Security Program

Our customers trust us to act as a custodian of sensitive patient and customer information. We are honoured to have that trust placed in us and consequently take our responsibility to protect that information extremely seriously. We use our Privacy and Security Programs to ensure the confidentiality, availability and integrity of information. Our Security Team runs our Security Program and maintains this page for stakeholders interested in the Security Program. Please contact the security team by emailing security@cardihab.com if you have any questions or concerns that are not addressed in our Frequently Asked Questions (FAQ).

Vulnerability Disclosure

Cardihab welcomes the responsible disclosure of vulnerability reports from anyone who finds a security issue with our products. We look forward to working with the security community to resolve security vulnerabilities so we can keep patient information safe and continuously improve our security practices.

How to Submit your Report

  1. Please send your report to security@cardihab.com (preferably encrypted with our public PGP key).
  2. Be sure to include relevant details in the report, such as platform, app/server version, necessary conditions for the exploit to work, a description with proof of concept or exploit code, the impact of the issue if exploited, etc.
  3. Do not contact individual Cardihab staff directly.
  4. Report only one vulnerability per email.

If we have any questions related to the report, we’ll be sure to let you know.

Response Targets

Cardihab will make a best effort to meet the following response targets for researchers contributing to our program:

  • Time to first response (from report submit) - 5 business days
  • Time to triage (from report submit) - 20 business days

We’ll try to keep you informed about our progress throughout the process.

Program Rules

Cardihab appreciates all the help it can get to keep the patient data safe and improve our security. However, please do not:

  • Violate any laws.
  • Socially engineer our employees, customer support team, patients or customers.
  • Access, modify, or reveal or damage the account or data of Cardihab customers.
  • Damage or compromise the integrity of our system.
  • Run tools that degrade our services for our customers.
  • Openly disclose vulnerabilities without the consent of Cardihab.

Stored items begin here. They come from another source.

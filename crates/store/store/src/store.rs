use async_trait::async_trait;

use stratus_audit::{ChangeRecord, Operation};
use stratus_core::{ChangeSet, CloudProvider, Resource, ResourceSchema, SearchQuery, TerraformKey};

use crate::error::StoreError;

/// The audit content accompanying a mutation.
///
/// The caller supplies operation, diff, and actor; the backend resolves
/// `previous_hash` under the per-resource lock and builds the final record
/// inside the same transaction as the row mutation.
#[derive(Debug, Clone)]
pub struct NewChange {
    /// Which lifecycle transition is being recorded.
    pub operation: Operation,
    /// Diff for updates, full snapshot for creates, final snapshot for
    /// deletes.
    pub changes: ChangeSet,
    /// Who performed the transition.
    pub actor: String,
}

impl NewChange {
    /// Build the audit content for a mutation.
    pub fn new(operation: Operation, changes: ChangeSet, actor: impl Into<String>) -> Self {
        Self {
            operation,
            changes,
            actor: actor.into(),
        }
    }
}

/// Trait for inventory persistence backends.
///
/// Implementations must be `Send + Sync` and safe for concurrent access.
/// Every mutation executes as **one transaction** spanning the row change
/// and the audit append: if either fails, neither is visible. Concurrent
/// mutations of the same resource serialize on a row-scope lock so each
/// resource's chain stays fork-free; mutations of different resources may
/// proceed in parallel.
///
/// Resources and records are value types: handed out by copy, never shared
/// mutably.
#[async_trait]
pub trait InventoryStore: Send + Sync {
    /// Insert a resource and append its audit record.
    ///
    /// Fails with [`StoreError::Duplicate`] when the id exists and
    /// [`StoreError::ForeignKey`] when `parent_id` references an unknown
    /// resource.
    async fn create_resource(
        &self,
        resource: &Resource,
        change: NewChange,
    ) -> Result<ChangeRecord, StoreError>;

    /// Fetch a resource by id. Returns `None` when absent.
    async fn get_resource(&self, id: &str) -> Result<Option<Resource>, StoreError>;

    /// Replace a resource row and append its audit record.
    ///
    /// Fails with [`StoreError::NotFound`] when the id is absent. The
    /// stored `created_at` is preserved regardless of the value supplied.
    async fn update_resource(
        &self,
        resource: &Resource,
        change: NewChange,
    ) -> Result<ChangeRecord, StoreError>;

    /// Remove a resource row and append its audit record. The chain is
    /// retained for historical verification.
    async fn delete_resource(&self, id: &str, change: NewChange)
    -> Result<ChangeRecord, StoreError>;

    /// Structural query with filters, pagination, and ordering.
    async fn list_resources(&self, query: &SearchQuery) -> Result<Vec<Resource>, StoreError>;

    /// Case-insensitive substring match against `name` and the serialized
    /// `data` payload, with the same filters and ordering as
    /// [`list_resources`](Self::list_resources).
    async fn text_search(&self, query: &SearchQuery) -> Result<Vec<Resource>, StoreError>;

    /// Cosine-similarity retrieval over rows with a vector.
    ///
    /// Returns `(resource, similarity)` pairs with `similarity = 1 −
    /// cosine_distance`, strictly greater than `threshold`, in descending
    /// similarity order, capped at `limit`.
    async fn vector_search(
        &self,
        vector: &[f32],
        threshold: f32,
        limit: usize,
    ) -> Result<Vec<(Resource, f32)>, StoreError>;

    /// Children of a resource in `created_at` descending order.
    async fn get_by_parent(&self, parent_id: &str) -> Result<Vec<Resource>, StoreError>;

    /// The full audit chain for a resource id, timestamp-ascending. Works
    /// for deleted resources.
    async fn get_chain(&self, resource_id: &str) -> Result<Vec<ChangeRecord>, StoreError>;

    /// The newest audit record for a resource id, if any.
    async fn latest_record(&self, resource_id: &str)
    -> Result<Option<ChangeRecord>, StoreError>;

    /// Insert or replace a schema keyed by `(name, provider)`.
    async fn put_schema(&self, schema: &ResourceSchema) -> Result<(), StoreError>;

    /// Fetch a schema by identity.
    async fn get_schema(
        &self,
        name: &str,
        provider: CloudProvider,
    ) -> Result<Option<ResourceSchema>, StoreError>;

    /// All registered schemas.
    async fn list_schemas(&self) -> Result<Vec<ResourceSchema>, StoreError>;

    /// Remove a schema. Returns `true` when it existed.
    async fn delete_schema(&self, name: &str, provider: CloudProvider)
    -> Result<bool, StoreError>;

    /// Insert or replace a terraform key; `updated_at` is refreshed and the
    /// original `created_at` preserved on overwrite.
    async fn put_terraform_key(&self, key: &TerraformKey) -> Result<(), StoreError>;

    /// Fetch a terraform key.
    async fn get_terraform_key(&self, key: &str) -> Result<Option<TerraformKey>, StoreError>;

    /// All terraform keys whose `path` starts with the given prefix, key
    /// ascending. An empty prefix lists everything.
    async fn list_terraform_keys(&self, path_prefix: &str)
    -> Result<Vec<TerraformKey>, StoreError>;

    /// Remove a terraform key. Returns `true` when it existed.
    async fn delete_terraform_key(&self, key: &str) -> Result<bool, StoreError>;

    /// The store-wide vector dimension. Vectors of any other width are
    /// rejected on write and on search.
    fn vector_dimension(&self) -> usize;
}
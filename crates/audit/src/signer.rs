use ed25519_dalek::{Signature, Signer, SigningKey, Verifier, VerifyingKey};
use rand_core::OsRng;

use crate::error::AuditError;

/// Capability for authenticating record hashes.
///
/// The store calls the configured signer on every append; when none is
/// configured, record signatures stay empty and verification treats them as
/// not-applicable.
pub trait RecordSigner: Send + Sync {
    /// Produce a hex-encoded signature over the given `data_hash`.
    fn sign(&self, data_hash: &str) -> Result<String, AuditError>;
}

/// Ed25519 record signer.
pub struct Ed25519Signer {
    key: SigningKey,
}

impl std::fmt::Debug for Ed25519Signer {
    fn fmt(&self, f: &mut std::fmt::Formatter<'_>) -> std::fmt::Result {
        f.debug_struct("Ed25519Signer")
            .field("key", &"[REDACTED]")
            .finish()
    }
}

impl Ed25519Signer {
    /// Wrap an existing signing key.
    #[must_use]
    pub fn new(key: SigningKey) -> Self {
        Self { key }
    }

    /// Generate a fresh keypair from the OS RNG.
    #[must_use]
    pub fn generate() -> Self {
        Self {
            key: SigningKey::generate(&mut OsRng),
        }
    }

    /// Build a signer from 32 raw key bytes.
    pub fn from_bytes(bytes: &[u8]) -> Result<Self, AuditError> {
        let array: [u8; 32] = bytes
            .try_into()
            .map_err(|_| AuditError::InvalidKey("expected 32 key bytes".to_owned()))?;
        Ok(Self {
            key: SigningKey::from_bytes(&array),
        })
    }

    /// The public half used for verification.
    #[must_use]
    pub fn verifying_key(&self) -> VerifyingKey {
        self.key.verifying_key()
    }
}

impl RecordSigner for Ed25519Signer {
    fn sign(&self, data_hash: &str) -> Result<String, AuditError> {
        let signature = self.key.sign(data_hash.as_bytes());
        Ok(hex::encode(signature.to_bytes()))
    }
}

/// Verify a hex-encoded signature over a record hash.
pub fn verify_signature(
    key: &VerifyingKey,
    data_hash: &str,
    signature_hex: &str,
) -> Result<bool, AuditError> {
    let bytes = hex::decode(signature_hex)
        .map_err(|e| AuditError::InvalidKey(format!("signature is not hex: {e}")))?;
    let signature = Signature::from_slice(&bytes)
        .map_err(|e| AuditError::InvalidKey(format!("malformed signature: {e}")))?;
    Ok(key.verify(data_hash.as_bytes(), &signature).is_ok())
}
use std::collections::BTreeMap;

use serde::{Deserialize, Serialize};

use crate::error::{ValidationError, ValidationReason};
use crate::provider::CloudProvider;

/// Default page size for list and search queries.
pub const DEFAULT_LIMIT: u32 = 50;

/// Hard cap on page size; larger requests are capped silently.
pub const MAX_LIMIT: u32 = 1000;

/// Sort column for list queries.
#[derive(Debug, Clone, Copy, Default, PartialEq, Eq, Serialize, Deserialize)]
#[serde(rename_all = "snake_case")]
pub enum SortBy {
    /// Sort by creation time (the default).
    #[default]
    CreatedAt,
    /// Sort by last-modification time.
    ModifiedAt,
    /// Sort by the human-readable name.
    Name,
}

impl SortBy {
    /// The column name used by relational backends. Sort columns come from
    /// this enum, never from caller-supplied strings.
    pub fn as_column(self) -> &'static str {
        match self {
            Self::CreatedAt => "created_at",
            Self::ModifiedAt => "modified_at",
            Self::Name => "name",
        }
    }
}

/// Sort direction for list queries.
#[derive(Debug, Clone, Copy, Default, PartialEq, Eq, Serialize, Deserialize)]
#[serde(rename_all = "snake_case")]
pub enum SortOrder {
    /// Ascending.
    Asc,
    /// Descending (the default).
    #[default]
    Desc,
}

impl SortOrder {
    /// The SQL keyword for this direction.
    pub fn as_sql(self) -> &'static str {
        match self {
            Self::Asc => "ASC",
            Self::Desc => "DESC",
        }
    }
}

/// The canonical input to list, text, and vector retrieval.
///
/// Unrecognized sort columns and orders are rejected at deserialization
/// time by the typed enums; negative limits and offsets are unrepresentable.
#[derive(Debug, Clone, Default, Serialize, Deserialize)]
pub struct SearchQuery {
    /// Free-text needle for text search. Ignored by plain lists.
    #[serde(default, skip_serializing_if = "Option::is_none")]
    pub text: Option<String>,

    /// Filter to one provider.
    #[serde(default, skip_serializing_if = "Option::is_none")]
    pub provider: Option<CloudProvider>,

    /// Filter to one resource type tag.
    #[serde(default, skip_serializing_if = "Option::is_none")]
    pub resource_type: Option<String>,

    /// Metadata filter predicates, ANDed together. Recognized keys:
    /// `region`, `environment`, `cost_center`, and `tag:<name>`.
    #[serde(default, skip_serializing_if = "BTreeMap::is_empty")]
    pub filters: BTreeMap<String, String>,

    /// Maximum results to return (default 50, capped at 1000). A limit of
    /// zero yields an empty result set without error.
    #[serde(default, skip_serializing_if = "Option::is_none")]
    pub limit: Option<u32>,

    /// Results to skip for pagination.
    #[serde(default, skip_serializing_if = "Option::is_none")]
    pub offset: Option<u32>,

    /// Sort column.
    #[serde(default)]
    pub sort_by: SortBy,

    /// Sort direction.
    #[serde(default)]
    pub sort_order: SortOrder,
}

impl SearchQuery {
    /// The effective limit: default 50, silently capped at [`MAX_LIMIT`].
    pub fn effective_limit(&self) -> u32 {
        self.limit.unwrap_or(DEFAULT_LIMIT).min(MAX_LIMIT)
    }

    /// The effective offset, defaulting to 0.
    pub fn effective_offset(&self) -> u32 {
        self.offset.unwrap_or(0)
    }

    /// Check that every filter key is recognized.
    pub fn validate(&self) -> Result<(), ValidationError> {
        for key in self.filters.keys() {
            let recognized = matches!(key.as_str(), "region" | "environment" | "cost_center")
                || key
                    .strip_prefix("tag:")
                    .is_some_and(|name| !name.is_empty());
            if !recognized {
                return Err(ValidationError::new(
                    format!("filters.{key}"),
                    ValidationReason::UnknownField,
                ));
            }
        }
        Ok(())
    }

    /// Set the text needle.
    #[must_use]
    pub fn with_text(mut self, text: impl Into<String>) -> Self {
        self.text = Some(text.into());
        self
    }

    /// Filter to one provider.
    #[must_use]
    pub fn with_provider(mut self, provider: CloudProvider) -> Self {
        self.provider = Some(provider);
        self
    }

    /// Filter to one resource type.
    #[must_use]
    pub fn with_resource_type(mut self, resource_type: impl Into<String>) -> Self {
        self.resource_type = Some(resource_type.into());
        self
    }

    /// Add a filter predicate.
    #[must_use]
    pub fn with_filter(mut self, key: impl Into<String>, value: impl Into<String>) -> Self {
        self.filters.insert(key.into(), value.into());
        self
    }

    /// Set the page size.
    #[must_use]
    pub fn with_limit(mut self, limit: u32) -> Self {
        self.limit = Some(limit);
        self
    }

    /// Set the pagination offset.
    #[must_use]
    pub fn with_offset(mut self, offset: u32) -> Self {
        self.offset = Some(offset);
        self
    }

    /// Set the sort column and direction.
    #[must_use]
    pub fn with_sort(mut self, sort_by: SortBy, sort_order: SortOrder) -> Self {
        self.sort_by = sort_by;
        self.sort_order = sort_order;
        self
    }
}

#[cfg(test)]
mod tests {
    use super::*;

    #[test]
    fn defaults() {
        let q = SearchQuery::default();
        assert_eq!(q.effective_limit(), 50);
        assert_eq!(q.effective_offset(), 0);
        assert_eq!(q.sort_by, SortBy::CreatedAt);
        assert_eq!(q.sort_order, SortOrder::Desc);
    }

    #[test]
    fn limit_caps_silently() {
        let q = SearchQuery::default().with_limit(5000);
        assert_eq!(q.effective_limit(), 1000);
    }

    #[test]
    fn zero_limit_is_preserved() {
        let q = SearchQuery::default().with_limit(0);
        assert_eq!(q.effective_limit(), 0);
    }

    #[test]
    fn validate_accepts_known_filters() {
        let q = SearchQuery::default()
            .with_filter("region", "us-east-1")
            .with_filter("environment", "production")
            .with_filter("cost_center", "cc-42")
            .with_filter("tag:team", "platform");
        assert!(q.validate().is_ok());
    }

    #[test]
    fn validate_rejects_unknown_filters() {
        let q = SearchQuery::default().with_filter("owner", "alice");
        let err = q.validate().unwrap_err();
        assert_eq!(err.field, "filters.owner");
        assert_eq!(err.reason, ValidationReason::UnknownField);

        // A bare "tag:" prefix is not a usable key either.
        let q = SearchQuery::default().with_filter("tag:", "x");
        assert!(q.validate().is_err());
    }

    #[test]
    fn unknown_sort_order_fails_deserialization() {
        let result =
            serde_json::from_str::<SearchQuery>(r#"{"sort_order": "sideways"}"#);
        assert!(result.is_err());
    }

    #[test]
    fn serde_roundtrip() {
        let q = SearchQuery::default()
            .with_text("web")
            .with_provider(CloudProvider::Aws)
            .with_sort(SortBy::Name, SortOrder::Asc)
            .with_limit(10);
        let json = serde_json::to_string(&q).unwrap();
        let back: SearchQuery = serde_json::from_str(&json).unwrap();
        assert_eq!(back.text.as_deref(), Some("web"));
        assert_eq!(back.provider, Some(CloudProvider::Aws));
        assert_eq!(back.sort_by, SortBy::Name);
        assert_eq!(back.limit, Some(10));
    }
}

Out of scope vulnerabilities

When reporting vulnerabilities, please consider (1) attack scenario/exploitability, and (2) the security impact of the bug. The following issues are considered out of scope:

  • Denial of Service vulnerabilities (DoS)
  • Attacks requiring MITM or physical access to a user's device.
  • Security bugs in third-party sites and software that integrate with our products
  • Insecure cookie handling
  • Spam or social engineering techniques
  • Issues related to email spoofing

Release Cycle

Cardihab's backend can be deployed every day, while our iOS and Android apps can be released within a few days.

Safe Harbour

Any activities conducted in a manner consistent with this policy will be considered authorised conduct and we will not initiate legal action against you. If legal action is initiated by a third party against you in connection with activities conducted under this policy, we will take steps to make it known that your actions were conducted in compliance with this policy.

Thank you for helping keeping patient data safe!